What might Patriots' wide receiver corps look like in 2020?

FOXBOROUGH, Mass. -- New England Patriots quarterback Tom Brady completed 59% of his passes to wide receivers during the 2019 NFL regular season, which was his lowest mark since 2004. That shows the Patriots have some offseason work to do at receiver, but also that things aren't as bleak as they might appear.

How so? Let's take a look back to help us with the future.

The Patriots won the Super Bowl in that 2004 season. Brady, a fifth-year pro, wasn't the focal point of the offense; instead it was workhorse running back Corey Dillon, who totaled a single-season franchise record 1,635 rushing yards.

What stood out from the 2004 receiving corps, which included Super Bowl XXXIX Most Valuable Player Deion Branch, was the distribution of targets and diversity of skill sets among them. Branch was the quick-twitch, smooth route runner who could align in all spots. Veteran David Patten was more of the straight-line speed guy, although he was far from a one-trick pony. David Givens was the bigger, physical option. Troy Brown (backup slot) and Bethel Johnson (pure speed) provided depth.

They were all a little different, yet when the pieces fit together with the threat of a potent running game, it was a productive group that complemented each other well enough to win a Super Bowl. And Brady distributed the football at a fairly even level.

Givens, then in his third NFL season, led the team with 56 catches for 874 yards (15.6 avg.) and three touchdowns. Patten had 44 receptions for 800 yards (18.2 avg.) and seven touchdowns. Branch was next with 35 catches for 454 yards (13.0 avg.) and four touchdowns, and yet it was telling that in the most important game of the season -- the Super Bowl -- he was the top threat with 11 receptions for 133 yards.

Now fast forward to 2019.

When conducting an autopsy on the Patriots' wide receiving corps, it's really Football 101 to see where the issues lie, and ultimately, how those issues can best be fixed in 2020.

There's Julian Edelman with a team-high 100 catches and then ... keep looking ... keep looking ... keep looking.

The drop-off was extreme.

Phillip Dorsett II was next with 29 receptions. Jakobi Meyers and Mohamed Sanu Sr. each had 26. Josh Gordon 20. N'Keal Harry 12.

Part of the issues stem from injuries and players coming and going at different points of the season. But the distribution was so tilted, and the skill sets of receivers not diversified enough, that it made the Patriots easier to defend.

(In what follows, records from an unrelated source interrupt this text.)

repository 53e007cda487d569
pub mod json;
pub mod text;
//! Typed publish/subscribe for component events.
//!
//! Each component owns an [`EventBus`] over its own event enum. Listeners are
//! registered per event kind and called synchronously, outside the registry
//! lock, in registration order.

use std::collections::HashMap;
use std::fmt;
use std::hash::Hash;
use std::sync::{Arc, Weak};

use parking_lot::Mutex;

/// An event that can be published on an [`EventBus`].
pub trait Event: Clone + Send + Sync + 'static {
    type Kind: Copy + Eq + Hash + fmt::Debug + Send + Sync + 'static;

    fn kind(&self) -> Self::Kind;
}

type Listener<E> = Arc<dyn Fn(&E) + Send + Sync>;

struct Registry<E: Event> {
    next_id: u64,
    listeners: HashMap<E::Kind, Vec<(u64, Listener<E>)>>,
}

pub struct EventBus<E: Event> {
    registry: Arc<Mutex<Registry<E>>>,
}

impl<E: Event> EventBus<E> {
    pub fn new() -> Self {
        Self {
            registry: Arc::new(Mutex::new(Registry {
                next_id: 0,
                listeners: HashMap::new(),
            })),
        }
    }

    /// Register `handler` for events of `kind`.
    pub fn subscribe<F>(&self, kind: E::Kind, handler: F) -> Subscription
    where
        F: Fn(&E) + Send + Sync + 'static,
    {
        let id = {
            let mut registry = self.registry.lock();
            let id = registry.next_id;
            registry.next_id += 1;
            registry
                .listeners
                .entry(kind)
                .or_default()
                .push((id, Arc::new(handler)));
            id
        };

        let registry: Weak<Mutex<Registry<E>>> = Arc::downgrade(&self.registry);
        Subscription {
            cancel: Some(Box::new(move || {
                if let Some(registry) = registry.upgrade() {
                    if let Some(listeners) = registry.lock().listeners.get_mut(&kind) {
                        listeners.retain(|(listener_id, _)| *listener_id != id);
                    }
                }
            })),
        }
    }

    pub fn emit(&self, event: &E) {
        let listeners: Vec<Listener<E>> = self
            .registry
            .lock()
            .listeners
            .get(&event.kind())
            .map(|listeners| listeners.iter().map(|(_, l)| Arc::clone(l)).collect())
            .unwrap_or_default();

        for listener in listeners {
            listener(event);
        }
    }

    pub fn listener_count(&self, kind: E::Kind) -> usize {
        self.registry
            .lock()
            .listeners
            .get(&kind)
            .map_or(0, Vec::len)
    }
}

impl<E: Event> Default for EventBus<E> {
    fn default() -> Self {
        Self::new()
    }
}

impl<E: Event> fmt::Debug for EventBus<E> {
    fn fmt(&self, f: &mut fmt::Formatter<'_>) -> fmt::Result {
        let registry = self.registry.lock();
        let total: usize = registry.listeners.values().map(Vec::len).sum();
        f.debug_struct("EventBus").field("listeners", &total).finish()
    }
}

/// Handle returned by [`EventBus::subscribe`].
///
/// Dropping the handle keeps the listener registered; call
/// [`unsubscribe`](Subscription::unsubscribe) to remove it.
pub struct Subscription {
    cancel: Option<Box<dyn FnOnce() + Send + Sync>>,
}

impl Subscription {
    pub fn unsubscribe(mut self) {
        if let Some(cancel) = self.cancel.take() {
            cancel();
        }
    }
}

impl fmt::Debug for Subscription {
    fn fmt(&self, f: &mut fmt::Formatter<'_>) -> fmt::Result {
        f.debug_struct("Subscription")
            .field("active", &self.cancel.is_some())
            .finish()
    }
}

#[cfg(test)]
mod tests {
    use super::*;
    use std::sync::atomic::{AtomicUsize, Ordering};

    #[derive(Debug, Clone)]
    enum TestEvent {
        Ping(u32),
        Pong,
    }

    #[derive(Debug, Clone, Copy, PartialEq, Eq, Hash)]
    enum TestKind {
        Ping,
        Pong,
    }

    impl Event for TestEvent {
        type Kind = TestKind;

        fn kind(&self) -> TestKind {
            match self {
                TestEvent::Ping(_) => TestKind::Ping,
                TestEvent::Pong => TestKind::Pong,
            }
        }
    }

    #[test]
    fn test_listeners_receive_only_their_kind() {
        let bus = EventBus::<TestEvent>::new();
        let pings = Arc::new(AtomicUsize::new(0));

        let counter = Arc::clone(&pings);
        let _sub = bus.subscribe(TestKind::Ping, move |event| {
            if let TestEvent::Ping(n) = event {
                counter.fetch_add(*n as usize, Ordering::SeqCst);
            }
        });

        bus.emit(&TestEvent::Ping(2));
        bus.emit(&TestEvent::Pong);
        bus.emit(&TestEvent::Ping(3));

        assert_eq!(pings.load(Ordering::SeqCst), 5);
    }

    #[test]
    fn test_unsubscribe_removes_listener() {
        let bus = EventBus::<TestEvent>::new();
        let calls = Arc::new(AtomicUsize::new(0));

        let counter = Arc::clone(&calls);
        let sub = bus.subscribe(TestKind::Pong, move |_| {
            counter.fetch_add(1, Ordering::SeqCst);
        });
        assert_eq!(bus.listener_count(TestKind::Pong), 1);

        bus.emit(&TestEvent::Pong);
        sub.unsubscribe();
        bus.emit(&TestEvent::Pong);

        assert_eq!(calls.load(Ordering::SeqCst), 1);
        assert_eq!(bus.listener_count(TestKind::Pong), 0);
    }

    #[test]
    fn test_listener_may_subscribe_during_emit() {
        let bus = Arc::new(EventBus::<TestEvent>::new());
        let inner_bus = Arc::clone(&bus);
        let _sub = bus.subscribe(TestKind::Ping, move |_| {
            let _ = inner_bus.subscribe(TestKind::Pong, |_| {});
        });

        bus.emit(&TestEvent::Ping(1));
        assert_eq!(bus.listener_count(TestKind::Pong), 1);
    }
}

It is probably overstated at this point, but coach Bill Belichick's analysis from the 2009 NFL Films-produced "A Football Life" documentary applies. Belichick was sitting with his coaching staff in a meeting and lamenting how opponents could simply double-cover Wes Welker underneath, and then put a safety over the top on Randy Moss, and the Patriots were toast.

That was partly the Patriots in 2019, with all the attention on Edelman when it counted. The Patriots had limited speed to contend with on the outside, so defenses often collapsed on the interior part of the field, and not surprisingly, the Brady-led passing game never found a consistent rhythm.

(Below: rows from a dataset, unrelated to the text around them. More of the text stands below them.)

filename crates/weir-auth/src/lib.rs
pub mod error;
pub mod manager;
pub mod refresh;
pub mod token;

pub use error::AuthError;
pub use manager::{AuthErrorStrategy, AuthEvent, AuthEventKind, AuthManager};
pub use refresh::TokenResponse;
pub use token::AuthToken;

Looking ahead, the Patriots know they can lock in Edelman (signed through 2021) and Harry (2022) to their receiving corps. Undrafted rookies Meyers and Gunner Olszewski are both signed through 2021 and their roles will be contingent on the growth they exhibit.

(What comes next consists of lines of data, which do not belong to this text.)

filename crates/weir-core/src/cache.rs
//! Key-value cache service interface and an in-memory implementation.
//!
//! Values are stored as JSON so one cache can hold tokens, event lists and
//! anything else serde can handle. Entries carry an optional TTL and a set of
//! tags that can be invalidated together.

use std::collections::HashMap;
use std::sync::atomic::{AtomicU64, Ordering};
use std::time::Duration;

use async_trait::async_trait;
use parking_lot::Mutex;
use serde::de::DeserializeOwned;
use serde::Serialize;
use thiserror::Error;
use tokio::time::Instant;

#[derive(Error, Debug)]
pub enum CacheError {
    #[error("Serialization error: {0}")]
    Serialization(#[from] serde_json::Error),

    #[error("Cache backend error: {0}")]
    Backend(String),
}

/// Eviction priority hint.
#[derive(Debug, Clone, Copy, PartialEq, Eq, PartialOrd, Ord, Default)]
pub enum CachePriority {
    Low,
    #[default]
    Normal,
    High,
}

/// Options for [`CacheService::set`].
#[derive(Debug, Clone, Default)]
pub struct SetOptions {
    /// `None` keeps the entry until deleted or invalidated.
    pub ttl: Option<Duration>,
    pub tags: Vec<String>,
    /// Hint that the entry should survive restarts when the backend supports it.
    pub persistent: bool,
    pub priority: CachePriority,
}

impl SetOptions {
    pub fn with_ttl(ttl: Duration) -> Self {
        Self {
            ttl: Some(ttl),
            ..Self::default()
        }
    }

    pub fn tag(mut self, tag: impl Into<String>) -> Self {
        self.tags.push(tag.into());
        self
    }

    pub fn persistent(mut self) -> Self {
        self.persistent = true;
        self
    }

    pub fn priority(mut self, priority: CachePriority) -> Self {
        self.priority = priority;
        self
    }
}

#[derive(Debug, Clone, Copy, Default, PartialEq, Eq)]
pub struct CacheStats {
    pub entries: usize,
    pub hits: u64,
    pub misses: u64,
    pub sets: u64,
    pub expired: u64,
}

impl CacheStats {
    pub fn hit_rate(&self) -> f64 {
        let total = self.hits + self.misses;
        if total == 0 {
            0.0
        } else {
            self.hits as f64 / total as f64
        }
    }
}

/// Key-value cache with TTL and tag invalidation.
///
/// Implementations must make a single `get` or `set` atomic per key.
#[async_trait]
pub trait CacheService: Send + Sync + std::fmt::Debug {
    /// Look up `key`. Missing, expired and unreadable entries are all `None`.
    async fn get(&self, key: &str) -> Option<serde_json::Value>;

    async fn set(
        &self,
        key: &str,
        value: serde_json::Value,
        options: SetOptions,
    ) -> Result<(), CacheError>;

    async fn delete(&self, key: &str) -> Result<(), CacheError>;

    /// Remove every entry carrying at least one of `tags`. Returns how many were removed.
    async fn invalidate(&self, tags: &[&str]) -> Result<usize, CacheError>;

    fn stats(&self) -> CacheStats;
}

/// Typed read. Entries that do not deserialize as `T` are treated as missing.
pub async fn get_json<T: DeserializeOwned>(cache: &dyn CacheService, key: &str) -> Option<T> {
    let value = cache.get(key).await?;
    match serde_json::from_value(value) {
        Ok(value) => Some(value),
        Err(e) => {
            tracing::warn!("Discarding unreadable cache entry {}: {}", key, e);
            None
        }
    }
}

/// Typed write.
///
/// # Errors
/// Fails when `value` cannot be serialized or the backend rejects the write.
pub async fn set_json<T: Serialize + ?Sized>(
    cache: &dyn CacheService,
    key: &str,
    value: &T,
    options: SetOptions,
) -> Result<(), CacheError> {
    let value = serde_json::to_value(value)?;
    cache.set(key, value, options).await
}

#[derive(Debug)]
struct Entry {
    value: serde_json::Value,
    expires_at: Option<Instant>,
    tags: Vec<String>,
}

impl Entry {
    fn is_expired(&self, now: Instant) -> bool {
        self.expires_at.is_some_and(|at| now >= at)
    }
}

/// Process-local cache. Expiry is measured with tokio time, so tests running on
/// a paused runtime can expire entries by advancing the clock.
#[derive(Debug, Default)]
pub struct MemoryCache {
    entries: Mutex<HashMap<String, Entry>>,
    hits: AtomicU64,
    misses: AtomicU64,
    sets: AtomicU64,
    expired: AtomicU64,
}

impl MemoryCache {
    pub fn new() -> Self {
        Self::default()
    }

    /// Drop every expired entry. Returns how many were removed.
    pub fn purge_expired(&self) -> usize {
        let now = Instant::now();
        let mut entries = self.entries.lock();
        let before = entries.len();
        entries.retain(|_, entry| !entry.is_expired(now));
        let removed = before - entries.len();
        self.expired.fetch_add(removed as u64, Ordering::Relaxed);
        removed
    }

    pub fn contains_key(&self, key: &str) -> bool {
        let now = Instant::now();
        self.entries
            .lock()
            .get(key)
            .is_some_and(|entry| !entry.is_expired(now))
    }
}

#[async_trait]
impl CacheService for MemoryCache {
    async fn get(&self, key: &str) -> Option<serde_json::Value> {
        let now = Instant::now();
        let mut entries = self.entries.lock();

        match entries.get(key) {
            Some(entry) if entry.is_expired(now) => {
                entries.remove(key);
                self.expired.fetch_add(1, Ordering::Relaxed);
                self.misses.fetch_add(1, Ordering::Relaxed);
                None
            }
            Some(entry) => {
                self.hits.fetch_add(1, Ordering::Relaxed);
                Some(entry.value.clone())
            }
            None => {
                self.misses.fetch_add(1, Ordering::Relaxed);
                None
            }
        }
    }

    async fn set(
        &self,
        key: &str,
        value: serde_json::Value,
        options: SetOptions,
    ) -> Result<(), CacheError> {
        let entry = Entry {
            value,
            expires_at: options.ttl.map(|ttl| Instant::now() + ttl),
            tags: options.tags,
        };
        self.entries.lock().insert(key.to_string(), entry);
        self.sets.fetch_add(1, Ordering::Relaxed);
        Ok(())
    }

    async fn delete(&self, key: &str) -> Result<(), CacheError> {
        self.entries.lock().remove(key);
        Ok(())
    }

    async fn invalidate(&self, tags: &[&str]) -> Result<usize, CacheError> {
        let mut entries = self.entries.lock();
        let before = entries.len();
        entries.retain(|_, entry| !entry.tags.iter().any(|t| tags.contains(&t.as_str())));
        let removed = before - entries.len();
        tracing::debug!("Invalidated {} cache entries for tags {:?}", removed, tags);
        Ok(removed)
    }

    fn stats(&self) -> CacheStats {
        CacheStats {
            entries: self.entries.lock().len(),
            hits: self.hits.load(Ordering::Relaxed),
            misses: self.misses.load(Ordering::Relaxed),
            sets: self.sets.load(Ordering::Relaxed),
            expired: self.expired.load(Ordering::Relaxed),
        }
    }
}

#[cfg(test)]
mod tests {
    #![allow(clippy::unwrap_used, clippy::expect_used, clippy::panic)]
    use super::*;
    use serde::Deserialize;

    #[derive(Debug, PartialEq, Serialize, Deserialize)]
    struct Sample {
        name: String,
        count: u32,
    }

    #[tokio::test]
    async fn test_typed_round_trip() {
        let cache = MemoryCache::new();
        let sample = Sample { name: "a".into(), count: 2 };

        set_json(&cache, "sample", &sample, SetOptions::default()).await.unwrap();
        let loaded: Option<Sample> = get_json(&cache, "sample").await;

        assert_eq!(loaded, Some(sample));
        assert_eq!(cache.stats().hits, 1);
    }

    #[tokio::test]
    async fn test_wrong_shape_is_a_miss() {
        let cache = MemoryCache::new();
        cache.set("k", serde_json::json!("text"), SetOptions::default()).await.unwrap();

        let loaded: Option<Sample> = get_json(&cache, "k").await;
        assert!(loaded.is_none());
    }

    #[tokio::test(start_paused = true)]
    async fn test_ttl_expiry() {
        let cache = MemoryCache::new();
        cache
            .set("k", serde_json::json!(1), SetOptions::with_ttl(Duration::from_secs(60)))
            .await
            .unwrap();

        tokio::time::advance(Duration::from_secs(59)).await;
        assert!(cache.get("k").await.is_some());

        tokio::time::advance(Duration::from_secs(2)).await;
        assert!(cache.get("k").await.is_none());
        assert_eq!(cache.stats().expired, 1);
    }

    #[tokio::test]
    async fn test_invalidate_by_tag() {
        let cache = MemoryCache::new();
        let calendar = SetOptions::default().tag("calendar");
        cache.set("a", serde_json::json!(1), calendar.clone()).await.unwrap();
        cache.set("b", serde_json::json!(2), calendar).await.unwrap();
        cache.set("c", serde_json::json!(3), SetOptions::default().tag("auth")).await.unwrap();

        let removed = cache.invalidate(&["calendar"]).await.unwrap();

        assert_eq!(removed, 2);
        assert!(cache.get("a").await.is_none());
        assert!(cache.get("c").await.is_some());
    }

    #[tokio::test]
    async fn test_delete() {
        let cache = MemoryCache::new();
        cache.set("k", serde_json::json!(1), SetOptions::default()).await.unwrap();
        cache.delete("k").await.unwrap();
        assert!(!cache.contains_key("k"));
    }
}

Dorsett is a free agent and the odds he returns seem low, while 2019 in-season acquisition Sanu -- who showed promise as an inside target when healthy (10 catches vs. Baltimore) -- is signed through next season and due to earn $6.5 million. The pure financials, and how the Patriots are projected to have about $30 million in salary-cap space and would save $6.5 million if they move on from Sanu, could spark an internal discussion on his future.

Regardless, the Patriots will benefit from adding another receiver who can run. Speed should be a priority to complement the shifty and crafty Edelman and big and physical Harry and (possibly) Sanu atop the depth chart.

In Super Bowl LIV, picture what Kansas City Chiefs rookie receiver Mecole Hardman (second round, Georgia) would look like in a Patriots uniform. He was one of the fastest players in the 2019 NFL draft, a player the Patriots took a long look at because he is a threat to score every time he has the football.

The good news for the Patriots is that the 2020 NFL draft is viewed as an excellent receiver draft. ESPN's Louis Riddick called it one of the deepest he's seen in 20 years.

So as the disappointment of the Patriots' early playoff exit now shifts to a forward-looking focus, the picture is clear. There's work to be done at receiver, but it's far from an overhaul.

More diversity in skill set, and better distribution, is needed.